All Products
Search
Document Center

Container Service for Kubernetes:New features of ossfs 1.0 and later and ossfs performance benchmarking

Last Updated:Mar 26, 2026

ossfs 1.91 and later introduces three performance improvements over 1.88.x: POSIX operation optimizations, readdir optimization, and direct read. If your cluster uses Container Storage Interface (CSI) 1.30.1 or later, enable the corresponding feature gates to upgrade ossfs.

ossfs features are available only on Elastic Compute Service (ECS) nodes.

To upgrade, see Switch to ossfs 1.91 or later.

What changed from 1.88.x to 1.91

The following sections describe the feature changes in ossfs 1.91 and later. For the full release notes, see the ossfs changelog.

POSIX operation fixes and parameter defaults

ossfs 1.91 includes several fixes and default-value updates:

  • OSS volumes can now be mounted to subpaths that do not exist in OSS buckets.

  • Zero-byte files are no longer uploaded when you create an object. The EntityTooSmall error that occasionally occurred during multipart upload is fixed. Append operations are improved.

  • Default parameter values are updated based on upstream ossfs and performance benchmarking results.

The following table shows the parameter defaults that changed between 1.88.x and 1.91:

ParameterDescriptionDefault in 1.88.xDefault in 1.91+
stat_cache_expireMetadata cache TTL. Unit: seconds.-1 (never expires)900
multipart_thresholdFile size threshold for multipart upload. Unit: MB.5 x 102425
max_dirty_dataDirty data size threshold for forced flush to disk. Unit: MB.-1 (never flushed)5120

The following parameters retain the same defaults as 1.88.x but differ from the open-source version of ossfs 1.91, to maintain performance at the same level:

ParameterDescriptionDefault in open-source 1.91+Default in Alibaba Cloud 1.91+
multipart_sizePart size for multipart upload. Unit: MB.1030
parallel_countNumber of parts uploaded concurrently.520

To modify any of these parameters, update the otherOpts field in your PV.

Readdir optimization

When mounting an OSS volume, ossfs calls HeadObject for every object in the mounted path to retrieve metadata such as permissions, modification time, UIDs, and GIDs. On paths with many objects, these HeadObject calls can significantly slow down directory traversal operations like ls and find.

The readdir optimization feature skips those HeadObject calls, which reduces latency for directory operations.
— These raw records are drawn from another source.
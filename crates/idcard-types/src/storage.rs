//! Storage-related types for the IdentityCard system.

/// Storage keys for different data collections.
///
/// Each key is a namespace; the file backend stores it as a directory.
#[derive(Debug, Clone, Copy, PartialEq, Eq, Hash)]
pub enum StorageKey {
	/// Snapshot of a ledger's state, keyed by contract address.
	LedgerState,
	/// Last authorization issued per recipient, keyed by recipient address.
	IssuedAuthorizations,
}

impl StorageKey {
	/// Namespace name used in storage keys and directory names.
	pub fn as_str(&self) -> &'static str {
		match self {
			StorageKey::LedgerState => "ledger_state",
			StorageKey::IssuedAuthorizations => "issued_authorizations",
		}
	}
}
Understand the following trade-offs before enabling it:

  • chmod and chown commands have no effect.

  • Symbolic links may not behave as expected. Hard links are not supported.

The following table describes the parameters for the readdir optimization feature:

ParameterDescriptionDefault
readdir_optimizeEnables the readdir optimization feature. Enable with -o readdir_optimize (no value required).Disabled
symlink_in_metaRecords symbolic link metadata so that symbolic links display correctly. Enable with -o symlink_in_meta (no value required).Disabled

Direct read

The direct read feature is designed for sequential read workloads on large files. Without direct read, ossfs downloads files from OSS to disk before reading them, so read throughput is limited by disk I/O. With direct read, ossfs prefetches data from OSS directly into memory and reads from there, removing the disk I/O bottleneck.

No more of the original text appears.